Yine zaferden 6 ay sonra, bir yurt gezisi sırasında 24 Kasım 1923’de Konya’da öğretmenlerle yaptığı toplantıda büyük önder şunları söyleyecekti:

“… ülkemizi, toplumumuzu, gerçek hedefine, mutluluk hedefine ulaştırmak için iki orduya gereksinim vardır. Biri vatanın yaşamını kurtaracak asker ordusu, öbürü de ulusun geleceğini yoğuran bilgi ordusu. Bu iki ordunun ikisi de değerlidir, büyüktür, verimlidir, saygındır, hangisi öbürüne yeğlenir? Kuşkusuz böyle bir seçim yapılamaz. Bu iki ordunun ikisi de yaşamsaldır.

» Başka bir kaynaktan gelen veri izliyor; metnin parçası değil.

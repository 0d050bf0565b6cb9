//! Camera pivot (spring arm) — mouse look + clamp
//!
//! # Архитектура
//! - CameraPivot = Node3D над SpringArm/Camera, child of player body
//! - Rotation хранится как Quat, Euler раскладка YXZ (как Godot `Node3D.rotation`)
//! - Mouse motion: yaw вокруг parent Y, pitch вокруг parent X (left-multiply)
//!
//! # Clamp
//! - ready: все три оси в конус `max_spring_rotation` (roll 0° → обнуляется)
//! - каждый mouse event: только pitch (X), чтобы камера не переворачивалась

pub mod systems;

use bevy::prelude::*;

use crate::math::deg_to_rad;

pub use systems::*;

/// Ориентация CameraPivot относительно player body
#[derive(Component, Debug, Clone, Copy, PartialEq, Reflect)]
#[reflect(Component)]
pub struct CameraPivot {
    pub rotation: Quat,
}

impl Default for CameraPivot {
    fn default() -> Self {
        Self {
            rotation: Quat::IDENTITY,
        }
    }
}

impl CameraPivot {
    /// Pivot из Euler углов (радианы, x = pitch, y = yaw, z = roll)
    pub fn from_euler(euler: Vec3) -> Self {
        let mut pivot = Self::default();
        pivot.set_euler(euler);
        pivot
    }

    /// Euler углы (радианы), порядок YXZ
    pub fn euler(&self) -> Vec3 {
        let (yaw, pitch, roll) = self.rotation.to_euler(EulerRot::YXZ);
        Vec3::new(pitch, yaw, roll)
    }

    pub fn set_euler(&mut self, euler: Vec3) {
        self.rotation = Quat::from_euler(EulerRot::YXZ, euler.y, euler.x, euler.z);
    }

    /// Yaw (радианы) — используется для camera-relative movement
    pub fn yaw(&self) -> f32 {
        self.euler().y
    }

    pub fn pitch(&self) -> f32 {
        self.euler().x
    }

    /// Clamp всех осей в конус ±`max_degrees` (вызывается один раз в ready)
    pub fn clamp_to_cone(&mut self, max_degrees: Vec3) {
        let limit = max_radians(max_degrees);
        let euler = self.euler();
        self.set_euler(euler.clamp(-limit, limit));
    }

    /// Mouse look: yaw по `relative.x`, pitch по `relative.y`, clamp pitch
    ///
    /// Sensitivity в градусах за pixel. Мышь вправо/вниз → отрицательный угол.
    pub fn apply_mouse_look(
        &mut self,
        relative: Vec2,
        sensitivity_h: f32,
        sensitivity_v: f32,
        max_degrees: Vec3,
    ) {
        let yaw_delta = deg_to_rad(-relative.x * sensitivity_h);
        let pitch_delta = deg_to_rad(-relative.y * sensitivity_v);

        // Parent-space вращения: новый поворот слева
        self.rotation = Quat::from_rotation_y(yaw_delta) * self.rotation;
        self.rotation = Quat::from_rotation_x(pitch_delta) * self.rotation;

        let max_pitch = deg_to_rad(max_degrees.x);
        let mut euler = self.euler();
        euler.x = euler.x.clamp(-max_pitch, max_pitch);
        self.set_euler(euler);
    }
}

fn max_radians(max_degrees: Vec3) -> Vec3 {
    Vec3::new(
        deg_to_rad(max_degrees.x),
        deg_to_rad(max_degrees.y),
        deg_to_rad(max_degrees.z),
    )
}

#[cfg(test)]
mod tests {
    use super::*;

    const CONE: Vec3 = Vec3::new(30.0, 30.0, 0.0);

    #[test]
    fn test_clamp_to_cone_limits_every_axis() {
        let mut pivot = CameraPivot::from_euler(Vec3::new(
            deg_to_rad(60.0),
            deg_to_rad(-45.0),
            deg_to_rad(10.0),
        ));

        pivot.clamp_to_cone(CONE);

        let euler = pivot.euler();
        assert!((euler.x - deg_to_rad(30.0)).abs() < 1e-4, "pitch = {}", euler.x);
        assert!((euler.y + deg_to_rad(30.0)).abs() < 1e-4, "yaw = {}", euler.y);
        assert!(euler.z.abs() < 1e-4, "roll = {}", euler.z);
    }

    #[test]
    fn test_clamp_to_cone_keeps_rotation_inside() {
        let inside = Vec3::new(deg_to_rad(10.0), deg_to_rad(-20.0), 0.0);
        let mut pivot = CameraPivot::from_euler(inside);

        pivot.clamp_to_cone(CONE);

        assert!((pivot.euler() - inside).length() < 1e-4);
    }

    #[test]
    fn test_mouse_right_turns_yaw_negative() {
        let mut pivot = CameraPivot::default();

        // 100 px вправо * 0.05 °/px = -5°
        pivot.apply_mouse_look(Vec2::new(100.0, 0.0), 0.05, 0.05, CONE);

        assert!((pivot.yaw() - deg_to_rad(-5.0)).abs() < 1e-4, "yaw = {}", pivot.yaw());
        assert!(pivot.pitch().abs() < 1e-5);
    }

    #[test]
    fn test_pitch_clamped_on_mouse_look() {
        let mut pivot = CameraPivot::default();

        // 10 * 200 px вниз * 0.05 = -100° суммарно → clamp до -30°
        for _ in 0..10 {
            pivot.apply_mouse_look(Vec2::new(0.0, 200.0), 0.05, 0.05, CONE);
        }

        assert!(
            (pivot.pitch() + deg_to_rad(30.0)).abs() < 1e-4,
            "pitch = {}",
            pivot.pitch()
        );
    }

    #[test]
    fn test_yaw_not_clamped_on_mouse_look() {
        let mut pivot = CameraPivot::default();

        // 90° влево — дальше конуса ready, но mouse look yaw свободен
        pivot.apply_mouse_look(Vec2::new(-1800.0, 0.0), 0.05, 0.05, CONE);

        assert!((pivot.yaw() - deg_to_rad(90.0)).abs() < 1e-3, "yaw = {}", pivot.yaw());
    }

    #[test]
    fn test_zero_sensitivity_ignores_motion() {
        let mut pivot = CameraPivot::default();

        pivot.apply_mouse_look(Vec2::new(500.0, -500.0), 0.0, 0.0, CONE);

        assert!(pivot.rotation.angle_between(Quat::IDENTITY) < 1e-5);
    }
}
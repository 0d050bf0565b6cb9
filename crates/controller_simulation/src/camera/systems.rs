//! Camera pivot systems (ECS host)
//!
//! - `init_camera_pivot`: clamp в конус при spawn, facing стартует с yaw pivot (аналог `_ready`)
//! - `apply_mouse_look`: MouseLookEvent → CameraPivot (аналог `_input`)

use bevy::prelude::*;

use super::CameraPivot;
use crate::components::{ControllerSettings, SpringPlayer};
use crate::locomotion::BodyFacing;
use crate::movement::MouseLookEvent;

/// Clamp начальной ориентации pivot в spring cone
///
/// # Schedule
/// - PreUpdate, до apply_mouse_look (Added<CameraPivot> = только что spawned)
pub fn init_camera_pivot(
    mut query: Query<
        (Entity, &mut CameraPivot, &mut BodyFacing, &ControllerSettings),
        Added<CameraPivot>,
    >,
) {
    for (entity, mut pivot, mut facing, settings) in query.iter_mut() {
        pivot.clamp_to_cone(settings.0.max_spring_rotation());
        facing.yaw = pivot.yaw();

        crate::logger::log(&format!(
            "Entity {:?}: camera pivot ready (euler = {:?})",
            entity,
            pivot.euler()
        ));
    }
}

/// Mouse look — каждый event поворачивает pivot и clamp'ит pitch
///
/// # Schedule
/// - PreUpdate (до FixedUpdate, чтобы tick видел свежий camera yaw)
pub fn apply_mouse_look(
    mut events: EventReader<MouseLookEvent>,
    mut player_query: Query<(&mut CameraPivot, &ControllerSettings), With<SpringPlayer>>,
) {
    let Ok((mut pivot, settings)) = player_query.single_mut() else {
        // Нет player → events просто сгорают
        events.clear();
        return;
    };

    let config = &settings.0;
    let cone = config.max_spring_rotation();

    for event in events.read() {
        pivot.apply_mouse_look(
            event.relative,
            config.sensitivity_h,
            config.sensitivity_v,
            cone,
        );
    }
}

“Yalnız, siz bilgi ordusu mensupları, sizlere mensup olduğunuz ordunun kıymetini ve kutsallığını anlatmak için şunu söyleyeyim ki, sizler ölen ve öldüren birinci orduya niçin öldürüp öldüğünü öğreten bir ordunun mensuplarısınız”

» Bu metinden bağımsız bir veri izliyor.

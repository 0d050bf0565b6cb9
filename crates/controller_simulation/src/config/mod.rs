//! Tuning параметры контроллера + RON persistence
//!
//! Defaults совпадают с экспортами Godot сцены:
//! - speed 5.0 m/s, jump 4.5 m/s
//! - mouse sensitivity 0.05 °/px (editor range 0..0.5)
//! - spring cone ±30° pitch/yaw, 0° roll
//! - facing lerp weight 0.15 за physics tick

mod error;

use std::path::Path;

use bevy::prelude::*;
use serde::{Deserialize, Serialize};

pub use error::ConfigError;

/// Минимум sensitivity (editor range hint)
pub const SENSITIVITY_MIN: f32 = 0.0;
/// Максимум sensitivity (editor range hint)
pub const SENSITIVITY_MAX: f32 = 0.5;

/// Tuning контроллера (speed, jump, mouse look, spring cone)
#[derive(Debug, Clone, PartialEq, Serialize, Deserialize)]
#[serde(default)]
pub struct ControllerConfig {
    /// Горизонтальная скорость (m/s)
    pub speed: f32,
    /// Вертикальная скорость прыжка (m/s)
    pub jump_velocity: f32,
    /// Горизонтальная mouse sensitivity (градусы за pixel)
    pub sensitivity_h: f32,
    /// Вертикальная mouse sensitivity (градусы за pixel)
    pub sensitivity_v: f32,
    /// Лимиты CameraPivot по осям X/Y/Z (градусы)
    pub max_spring_rotation: [f32; 3],
    /// Вес `lerp_angle` для поворота Body к направлению движения
    pub facing_weight: f32,
    /// Fallback гравитация (когда host не отдаёт свою)
    pub gravity: [f32; 3],
}

impl Default for ControllerConfig {
    fn default() -> Self {
        Self {
            speed: 5.0,
            jump_velocity: 4.5,
            sensitivity_h: 0.05,
            sensitivity_v: 0.05,
            max_spring_rotation: [30.0, 30.0, 0.0],
            facing_weight: 0.15,
            gravity: [0.0, -9.8, 0.0],
        }
    }
}

impl ControllerConfig {
    /// Лимиты spring cone как Vec3 (градусы)
    pub fn max_spring_rotation(&self) -> Vec3 {
        Vec3::from_array(self.max_spring_rotation)
    }

    /// Fallback гравитация как Vec3 (m/s²)
    pub fn gravity(&self) -> Vec3 {
        Vec3::from_array(self.gravity)
    }

    /// Clamp обеих sensitivity в editor range [0, 0.5]
    pub fn clamp_sensitivities(&mut self) {
        self.sensitivity_h = self.sensitivity_h.clamp(SENSITIVITY_MIN, SENSITIVITY_MAX);
        self.sensitivity_v = self.sensitivity_v.clamp(SENSITIVITY_MIN, SENSITIVITY_MAX);
    }

    /// Проверка диапазонов (первая найденная ошибка)
    pub fn validate(&self) -> Result<(), ConfigError> {
        check_range(
            "sensitivity_h",
            self.sensitivity_h,
            (SENSITIVITY_MIN..=SENSITIVITY_MAX).contains(&self.sensitivity_h),
            "0.0..=0.5",
        )?;
        check_range(
            "sensitivity_v",
            self.sensitivity_v,
            (SENSITIVITY_MIN..=SENSITIVITY_MAX).contains(&self.sensitivity_v),
            "0.0..=0.5",
        )?;
        check_range("speed", self.speed, self.speed >= 0.0, ">= 0.0")?;
        check_range(
            "jump_velocity",
            self.jump_velocity,
            self.jump_velocity >= 0.0,
            ">= 0.0",
        )?;
        for (field, value) in [
            ("max_spring_rotation.x", self.max_spring_rotation[0]),
            ("max_spring_rotation.y", self.max_spring_rotation[1]),
            ("max_spring_rotation.z", self.max_spring_rotation[2]),
        ] {
            check_range(field, value, (0.0..=180.0).contains(&value), "0.0..=180.0")?;
        }
        check_range(
            "facing_weight",
            self.facing_weight,
            self.facing_weight > 0.0 && self.facing_weight <= 1.0,
            "0.0 < w <= 1.0",
        )?;
        for (field, value) in [
            ("gravity.x", self.gravity[0]),
            ("gravity.y", self.gravity[1]),
            ("gravity.z", self.gravity[2]),
        ] {
            check_range(field, value, true, "finite")?;
        }
        Ok(())
    }

    /// Parse из RON строки + validate
    pub fn from_ron_str(source: &str) -> Result<Self, ConfigError> {
        let config: Self = ron::from_str(source).map_err(ConfigError::ParseError)?;
        config.validate()?;
        Ok(config)
    }

    /// Загрузка RON файла
    pub fn load(path: &Path) -> Result<Self, ConfigError> {
        let contents = std::fs::read_to_string(path).map_err(ConfigError::ReadError)?;
        Self::from_ron_str(&contents)
    }

    /// Загрузка RON файла; если файла нет → defaults
    ///
    /// Битый файл — это ошибка (не молча defaults).
    pub fn load_or_default(path: &Path) -> Result<Self, ConfigError> {
        if !path.exists() {
            crate::logger::log(&format!(
                "Controller config {:?} not found, using defaults",
                path
            ));
            return Ok(Self::default());
        }
        Self::load(path)
    }

    /// Сохранение в RON (pretty)
    pub fn save(&self, path: &Path) -> Result<(), ConfigError> {
        let pretty = ron::ser::PrettyConfig::default();
        let contents =
            ron::ser::to_string_pretty(self, pretty).map_err(ConfigError::SerializeError)?;

        if let Some(parent) = path.parent() {
            std::fs::create_dir_all(parent).map_err(ConfigError::WriteError)?;
        }
        std::fs::write(path, contents).map_err(ConfigError::WriteError)
    }
}

fn check_range(
    field: &'static str,
    value: f32,
    ok: bool,
    expected: &'static str,
) -> Result<(), ConfigError> {
    if ok && value.is_finite() {
        Ok(())
    } else {
        Err(ConfigError::OutOfRange {
            field,
            value,
            expected,
        })
    }
}

#[cfg(test)]
mod tests {
    use super::*;

    #[test]
    fn test_defaults_are_valid() {
        let config = ControllerConfig::default();
        assert!(config.validate().is_ok());
        assert_eq!(config.max_spring_rotation(), Vec3::new(30.0, 30.0, 0.0));
    }

    #[test]
    fn test_partial_ron_falls_back_to_defaults() {
        let config = ControllerConfig::from_ron_str("(speed: 7.5)").unwrap();
        assert_eq!(config.speed, 7.5);
        assert_eq!(config.jump_velocity, 4.5);
        assert_eq!(config.sensitivity_h, 0.05);
    }

    #[test]
    fn test_sensitivity_out_of_range_rejected() {
        let err = ControllerConfig::from_ron_str("(sensitivity_v: 0.9)").unwrap_err();
        match err {
            ConfigError::OutOfRange { field, .. } => assert_eq!(field, "sensitivity_v"),
            other => panic!("unexpected error: {other}"),
        }
    }

    #[test]
    fn test_zero_facing_weight_rejected() {
        let config = ControllerConfig {
            facing_weight: 0.0,
            ..default()
        };
        assert!(config.validate().is_err());
    }

    #[test]
    fn test_non_finite_gravity_rejected() {
        let config = ControllerConfig {
            gravity: [0.0, f32::NAN, 0.0],
            ..default()
        };
        match config.validate().unwrap_err() {
            ConfigError::OutOfRange { field, .. } => assert_eq!(field, "gravity.y"),
            other => panic!("unexpected error: {other}"),
        }
    }

    #[test]
    fn test_gravity_from_ron() {
        let config = ControllerConfig::from_ron_str("(gravity: (0.0, -20.0, 0.0))").unwrap();
        assert_eq!(config.gravity(), Vec3::new(0.0, -20.0, 0.0));
    }

    #[test]
    fn test_clamp_sensitivities() {
        let mut config = ControllerConfig {
            sensitivity_h: -1.0,
            sensitivity_v: 3.0,
            ..default()
        };
        config.clamp_sensitivities();
        assert_eq!(config.sensitivity_h, 0.0);
        assert_eq!(config.sensitivity_v, 0.5);
    }

    #[test]
    fn test_malformed_ron_is_parse_error() {
        let err = ControllerConfig::from_ron_str("(speed: ").unwrap_err();
        assert!(matches!(err, ConfigError::ParseError(_)));
    }

    #[test]
    fn test_save_then_load_file() {
        let dir = tempfile::tempdir().unwrap();
        let path = dir.path().join("nested").join("controller.ron");

        let config = ControllerConfig {
            speed: 6.0,
            sensitivity_h: 0.1,
            ..default()
        };
        config.save(&path).unwrap();

        let loaded = ControllerConfig::load(&path).unwrap();
        assert_eq!(loaded, config);
    }

    #[test]
    fn test_load_or_default_missing_file() {
        let dir = tempfile::tempdir().unwrap();
        let path = dir.path().join("missing.ron");

        let config = ControllerConfig::load_or_default(&path).unwrap();
        assert_eq!(config, ControllerConfig::default());
    }

    #[test]
    fn test_load_missing_file_is_read_error() {
        let dir = tempfile::tempdir().unwrap();
        let err = ControllerConfig::load(&dir.path().join("missing.ron")).unwrap_err();
        assert!(matches!(err, ConfigError::ReadError(_)));
    }
}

Büyük kurtarıcının Konya’da yaptığı bu tarihi konuşmanın üzerinden 7 ay geçtikten sonra yeni devletin adı resmen konacak ve yine bu konuşmanın üzerinden bir yıl geçmeden Türkiye Cumhuriyeti ilk büyük devrimini yapacaktı. 3 Mart 1924 tarihli Tevhid-i Tedrisat (eğitimin tekliği) yasası ile eğitim sistemimizin ve öğretmenlerimizin önünü tıkayan engeller kaldırılıp aydınlanma savaşı hız kazanacaktı.

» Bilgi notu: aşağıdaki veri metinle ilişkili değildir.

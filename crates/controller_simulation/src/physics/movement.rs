//! Kinematic контроллер spring-arm player (ECS host)
//!
//! Архитектура:
//! - Velocity интегрируем сами (`locomotion::step`), не через Rapier forces
//! - Move-and-slide backend:
//!   - Headless: плоский пол на `floor_y`, приземление гасит падение
//!   - Rapier: KinematicCharacterController (slide + snap to ground)
//!
//! Детерминизм: fixed timestep 60Hz, input латчится до ближайшего tick.

use bevy::prelude::*;
use bevy_rapier3d::prelude::*;

use crate::camera::{apply_mouse_look, init_camera_pivot, CameraPivot};
use crate::components::{
    CharacterVelocity, ControllerSettings, Grounded, PendingLocomotion, SpringPlayer,
};
use crate::config::ControllerConfig;
use crate::locomotion::{self, BodyFacing, TickContext};
use crate::movement::{LocomotionInputEvent, MouseLookEvent};

/// Мировая гравитация host'а (m/s²), аналог project setting `physics/3d/default_gravity`
///
/// Resource опционален: без него каждый player падает с `ControllerConfig::gravity`.
#[derive(Resource, Debug, Clone, Copy, PartialEq)]
pub struct GravityField(pub Vec3);

/// Локальная гравитация для entity (аналог Area3D gravity override)
#[derive(Component, Debug, Clone, Copy, PartialEq, Reflect)]
#[reflect(Component)]
pub struct GravityOverride(pub Vec3);

/// Чем разрешаем коллизии после интеграции velocity
#[derive(Resource, Debug, Clone, Copy, PartialEq)]
pub enum MovementBackend {
    /// Без Rapier: бесконечный пол на высоте `floor_y`
    Headless { floor_y: f32 },
    /// Rapier KinematicCharacterController
    ///
    /// RapierPhysicsPlugin обязан жить в fixed schedule (`rapier_plugin()`):
    /// иначе при нескольких tick'ах за кадр KCC применит только последний translation.
    Rapier,
}

impl Default for MovementBackend {
    fn default() -> Self {
        Self::Headless { floor_y: 0.0 }
    }
}

fn headless_backend(backend: Res<MovementBackend>) -> bool {
    matches!(*backend, MovementBackend::Headless { .. })
}

fn rapier_backend(backend: Res<MovementBackend>) -> bool {
    matches!(*backend, MovementBackend::Rapier)
}

/// LocomotionInputEvent → PendingLocomotion
///
/// Последний event кадра задаёт axis, jump латчится до tick.
///
/// # Schedule
/// - PreUpdate (FixedUpdate идёт раньше Update в Main schedule)
pub fn collect_locomotion_input(
    mut events: EventReader<LocomotionInputEvent>,
    mut player_query: Query<&mut PendingLocomotion, With<SpringPlayer>>,
) {
    let Ok(mut pending) = player_query.single_mut() else {
        events.clear();
        return;
    };

    for event in events.read() {
        pending.move_axis = if !event.move_axis.is_finite() {
            Vec2::ZERO
        } else {
            event.move_axis.clamp_length_max(1.0)
        };
        pending.jump_latched |= event.jump;
    }
}

/// Physics tick: gravity + jump + camera-relative movement + facing
///
/// Работает в FixedUpdate (60Hz). Grounded = результат предыдущего slide.
pub fn integrate_locomotion(
    mut query: Query<
        (
            &ControllerSettings,
            &CameraPivot,
            &Transform,
            &Grounded,
            Option<&GravityOverride>,
            &mut PendingLocomotion,
            &mut BodyFacing,
            &mut CharacterVelocity,
        ),
        With<SpringPlayer>,
    >,
    gravity_field: Option<Res<GravityField>>,
    time: Res<Time<Fixed>>,
) {
    let delta = time.delta_secs();

    for (settings, pivot, transform, grounded, gravity_override, mut pending, mut facing, mut velocity) in
        query.iter_mut()
    {
        let input = pending.take();
        let ctx = TickContext {
            on_floor: grounded.0,
            gravity: resolve_gravity(gravity_override, gravity_field.as_deref(), &settings.0),
            delta,
            body_rotation: transform.rotation,
            camera_yaw: pivot.yaw(),
        };

        if input.jump_just_pressed && ctx.on_floor {
            crate::logger::log(&format!(
                "SpringPlayer: jump! velocity.y = {:.1} m/s",
                settings.0.jump_velocity
            ));
        }

        velocity.0 = locomotion::step(velocity.0, input, ctx, &mut facing, &settings.0);
    }
}

/// Приоритет: GravityOverride entity → GravityField host'а → config fallback
fn resolve_gravity(
    gravity_override: Option<&GravityOverride>,
    gravity_field: Option<&GravityField>,
    config: &ControllerConfig,
) -> Vec3 {
    gravity_override
        .map(|g| g.0)
        .or(gravity_field.map(|g| g.0))
        .unwrap_or_else(|| config.gravity())
}

/// Headless move-and-slide: интеграция position + плоский пол
///
/// Приземление: y clamp на floor_y, отрицательная velocity.y → 0.
pub fn move_and_slide_headless(
    mut query: Query<(&mut Transform, &mut CharacterVelocity, &mut Grounded), With<SpringPlayer>>,
    backend: Res<MovementBackend>,
    time: Res<Time<Fixed>>,
) {
    let MovementBackend::Headless { floor_y } = *backend else {
        return;
    };
    let delta = time.delta_secs();

    for (mut transform, mut velocity, mut grounded) in query.iter_mut() {
        transform.translation += velocity.0 * delta;

        if transform.translation.y <= floor_y {
            if !grounded.0 && velocity.0.y < 0.0 {
                crate::logger::log(&format!(
                    "SpringPlayer: landed (impact {:.2} m/s)",
                    -velocity.0.y
                ));
            }
            transform.translation.y = floor_y;
            velocity.0.y = velocity.0.y.max(0.0);
            grounded.0 = true;
        } else {
            grounded.0 = false;
        }
    }
}

/// Rapier: результат предыдущего move → Grounded (+ гасим падение на полу)
pub fn read_rapier_controller_output(
    mut query: Query<
        (&KinematicCharacterControllerOutput, &mut CharacterVelocity, &mut Grounded),
        With<SpringPlayer>,
    >,
) {
    for (output, mut velocity, mut grounded) in query.iter_mut() {
        grounded.0 = output.grounded;
        if output.grounded && velocity.0.y < 0.0 {
            velocity.0.y = 0.0;
        }
    }
}

/// Rapier: velocity * dt → KinematicCharacterController.translation
pub fn drive_rapier_controller(
    mut query: Query<(&CharacterVelocity, &mut KinematicCharacterController), With<SpringPlayer>>,
    time: Res<Time<Fixed>>,
) {
    let delta = time.delta_secs();

    for (velocity, mut controller) in query.iter_mut() {
        controller.translation = Some(velocity.0 * delta);
    }
}

/// Plugin spring-arm контроллера
///
/// Input/mouse look в PreUpdate, physics tick в FixedUpdate.
#[derive(Default)]
pub struct ControllerPlugin {
    pub backend: MovementBackend,
}

impl Plugin for ControllerPlugin {
    fn build(&self, app: &mut App) {
        app.add_event::<MouseLookEvent>()
            .add_event::<LocomotionInputEvent>()
            .insert_resource(self.backend)
            .register_type::<CameraPivot>()
            .register_type::<BodyFacing>()
            .register_type::<CharacterVelocity>()
            .register_type::<Grounded>()
            .register_type::<PendingLocomotion>()
            .register_type::<GravityOverride>();

        app.add_systems(
            PreUpdate,
            (init_camera_pivot, apply_mouse_look, collect_locomotion_input).chain(),
        );

        app.add_systems(
            FixedUpdate,
            (
                read_rapier_controller_output.run_if(rapier_backend),
                integrate_locomotion,
                move_and_slide_headless.run_if(headless_backend),
                drive_rapier_controller.run_if(rapier_backend),
            )
                .chain(),
        );
    }
}

/// Spawn helper для spring-arm player
///
/// Создает entity с полным набором компонентов:
/// - SpringPlayer (+ required: pivot, facing, velocity, grounded, input)
/// - ControllerSettings из config
/// - Rapier: KinematicPositionBased + capsule + KinematicCharacterController
pub fn spawn_spring_player(
    commands: &mut Commands,
    position: Vec3,
    config: ControllerConfig,
) -> Entity {
    commands
        .spawn((
            SpringPlayer,
            ControllerSettings(config),
            Transform::from_translation(position),
            RigidBody::KinematicPositionBased,
            Collider::capsule_y(0.5, 0.4), // Высота 1.8m (0.5 + 0.5 + 2 * 0.4), радиус 0.4m
            KinematicCharacterController::default(),
        ))
        .id()
}

#[cfg(test)]
mod tests {
    use super::*;

    #[test]
    fn test_default_backend_is_headless_floor_zero() {
        assert_eq!(
            MovementBackend::default(),
            MovementBackend::Headless { floor_y: 0.0 }
        );
    }

    #[test]
    fn test_spawn_spring_player_has_full_controller_state() {
        let mut world = World::new();
        let config = ControllerConfig {
            speed: 7.0,
            ..default()
        };

        let entity = spawn_spring_player(&mut world.commands(), Vec3::new(0.0, 1.0, 0.0), config);
        world.flush();

        assert!(world.get::<SpringPlayer>(entity).is_some());
        assert!(world.get::<CameraPivot>(entity).is_some());
        assert!(world.get::<PendingLocomotion>(entity).is_some());
        assert!(world.get::<KinematicCharacterController>(entity).is_some());
        assert_eq!(world.get::<ControllerSettings>(entity).unwrap().0.speed, 7.0);
        assert_eq!(
            world.get::<Transform>(entity).unwrap().translation,
            Vec3::new(0.0, 1.0, 0.0)
        );
    }

    #[test]
    fn test_gravity_priority() {
        let config = ControllerConfig {
            gravity: [0.0, -20.0, 0.0],
            ..default()
        };
        let field = GravityField(Vec3::new(0.0, -5.0, 0.0));
        let local = GravityOverride(Vec3::new(1.0, 0.0, 0.0));

        assert_eq!(resolve_gravity(None, None, &config), Vec3::new(0.0, -20.0, 0.0));
        assert_eq!(resolve_gravity(None, Some(&field), &config), field.0);
        assert_eq!(resolve_gravity(Some(&local), Some(&field), &config), local.0);
    }
}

1928 yılının ikinci yarısı genç Türkiye Cumhuriyetinin eğitim alanındaki büyük atılımları ile geçecektir. O yılın Ağustos ayında Dolmabahçe Sarayında Millet Mekteplerinin ilk nüvesi kurulacak, 1 Kasım 1928 günü Latin harfleri kabul edilerek Harf Devrimi başlatılacaktır. İşte yeni ve öğrenilmesi kolay alfabe ile birlikte Türk halkının eğitilmesi için oluşturulan Millet Mektepleri hızla yaygınlaşıyor ve 24 Kasım 1928 günü Gazi Mustafa Kemal Millet Mektepleri Başöğretmeni sıfatını kabul ediyordu.

Atatürk’ün doğumunun 100. yıldönümünde de, büyük önderin “Başöğretmen” sıfatını kabul ediş tarihi olan 24 Kasım tarihinin “aydınlanma ordusunun” birlik, mücadele ve dayanışma günü olarak kutlanması kabul edildi.

Karanlığa karşı büyük bir savaş veren “aydınlanma ordusu” bu uğurda seve seve canını da verdi. Halen de can vermeye devam ediyor. İkinci ordunun üniforması altında şehit olmayı göze alan öğretmenlerimiz, sırası geldiğinde birinci ordunun üniforması altında da şehit olmayı göze alabilmişlerdir.

“Aydınlanma ordusunun” ilk büyük şehidi, Yedek-subay Öğretmen Mustafa Fehmi Kubilay oldu. 23 Aralık 1930 günü Menemen’de Nakşibendi tarikatı müritlerince başı kesilerek katledilen Kubilay’ın ardından Gazi Mustafa Kemal Paşa   28 Aralık’da orduya bir başsağlığı mesajı yayınladı. Atatürk mesajında,” Büyük ordunun kahraman genç zabiti ve Cumhuriyetin mefkûreci muallim heyetinin kıymetli uzvu Kubilay Bey, temiz kanı ile Cumhuriyet hayatiyetini tazelemiş ve kuvvetlendirmiş olacaktır” diyordu.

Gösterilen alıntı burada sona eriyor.